┌──

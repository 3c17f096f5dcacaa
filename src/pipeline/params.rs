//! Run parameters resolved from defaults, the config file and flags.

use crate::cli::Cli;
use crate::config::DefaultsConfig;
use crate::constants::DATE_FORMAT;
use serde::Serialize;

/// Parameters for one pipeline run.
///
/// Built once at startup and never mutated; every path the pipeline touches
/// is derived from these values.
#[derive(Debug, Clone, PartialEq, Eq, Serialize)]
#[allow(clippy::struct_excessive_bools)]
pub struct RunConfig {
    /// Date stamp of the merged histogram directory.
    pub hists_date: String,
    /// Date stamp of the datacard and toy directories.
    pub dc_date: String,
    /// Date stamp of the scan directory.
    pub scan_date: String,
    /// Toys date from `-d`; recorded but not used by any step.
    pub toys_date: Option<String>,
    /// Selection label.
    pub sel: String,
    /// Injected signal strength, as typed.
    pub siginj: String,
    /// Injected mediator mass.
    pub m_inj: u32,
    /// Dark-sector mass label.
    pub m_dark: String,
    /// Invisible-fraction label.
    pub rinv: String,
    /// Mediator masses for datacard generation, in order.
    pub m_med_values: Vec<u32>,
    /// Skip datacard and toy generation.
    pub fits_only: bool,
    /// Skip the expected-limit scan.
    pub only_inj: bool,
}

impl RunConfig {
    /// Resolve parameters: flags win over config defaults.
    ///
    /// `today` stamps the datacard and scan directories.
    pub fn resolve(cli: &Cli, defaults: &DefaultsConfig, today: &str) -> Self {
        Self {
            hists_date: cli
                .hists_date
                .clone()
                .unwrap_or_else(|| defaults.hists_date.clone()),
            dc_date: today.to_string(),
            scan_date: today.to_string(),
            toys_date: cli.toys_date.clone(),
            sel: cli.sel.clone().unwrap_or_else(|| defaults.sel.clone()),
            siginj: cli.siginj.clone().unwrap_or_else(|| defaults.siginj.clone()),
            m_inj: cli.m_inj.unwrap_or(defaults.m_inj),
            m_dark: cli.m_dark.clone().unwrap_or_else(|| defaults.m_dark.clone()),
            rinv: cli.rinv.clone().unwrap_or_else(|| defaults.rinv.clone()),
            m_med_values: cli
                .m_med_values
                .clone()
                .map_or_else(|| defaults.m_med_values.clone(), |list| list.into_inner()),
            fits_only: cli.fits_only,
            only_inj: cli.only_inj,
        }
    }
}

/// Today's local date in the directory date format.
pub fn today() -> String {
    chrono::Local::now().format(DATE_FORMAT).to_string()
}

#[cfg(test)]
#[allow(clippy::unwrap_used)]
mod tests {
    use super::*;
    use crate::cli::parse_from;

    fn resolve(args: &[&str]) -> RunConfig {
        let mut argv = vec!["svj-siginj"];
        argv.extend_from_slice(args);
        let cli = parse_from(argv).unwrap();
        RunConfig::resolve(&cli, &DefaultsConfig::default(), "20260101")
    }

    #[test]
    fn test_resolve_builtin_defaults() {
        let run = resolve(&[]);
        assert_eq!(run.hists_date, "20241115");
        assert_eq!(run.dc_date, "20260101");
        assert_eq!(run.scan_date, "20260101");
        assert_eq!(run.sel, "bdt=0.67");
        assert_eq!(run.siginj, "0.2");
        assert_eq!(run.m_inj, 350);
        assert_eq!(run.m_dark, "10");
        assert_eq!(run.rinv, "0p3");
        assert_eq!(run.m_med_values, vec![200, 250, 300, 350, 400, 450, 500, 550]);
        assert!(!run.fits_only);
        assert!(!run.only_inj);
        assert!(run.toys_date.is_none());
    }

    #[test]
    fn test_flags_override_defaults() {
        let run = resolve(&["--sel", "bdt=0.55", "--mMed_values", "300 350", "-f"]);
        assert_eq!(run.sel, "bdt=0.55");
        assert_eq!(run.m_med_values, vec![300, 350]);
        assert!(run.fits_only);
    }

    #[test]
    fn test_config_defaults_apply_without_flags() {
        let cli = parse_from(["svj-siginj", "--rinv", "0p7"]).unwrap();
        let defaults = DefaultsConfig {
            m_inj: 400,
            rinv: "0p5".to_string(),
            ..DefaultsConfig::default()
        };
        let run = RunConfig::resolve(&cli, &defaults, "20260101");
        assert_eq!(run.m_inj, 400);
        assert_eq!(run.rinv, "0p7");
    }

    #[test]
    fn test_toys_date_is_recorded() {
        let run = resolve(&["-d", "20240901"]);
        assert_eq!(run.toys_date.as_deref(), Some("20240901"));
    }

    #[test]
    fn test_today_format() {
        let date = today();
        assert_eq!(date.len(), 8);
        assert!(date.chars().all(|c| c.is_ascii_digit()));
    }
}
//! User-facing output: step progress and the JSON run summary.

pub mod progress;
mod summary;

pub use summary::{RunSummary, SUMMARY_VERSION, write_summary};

└──

**WORK TO COMPLETE:**
Copy every line in the records above that contains the word "clippy".

**RESPONSE BELOW:**
#[allow(clippy::struct_excessive_bools)]
#[allow(clippy::unwrap_used)]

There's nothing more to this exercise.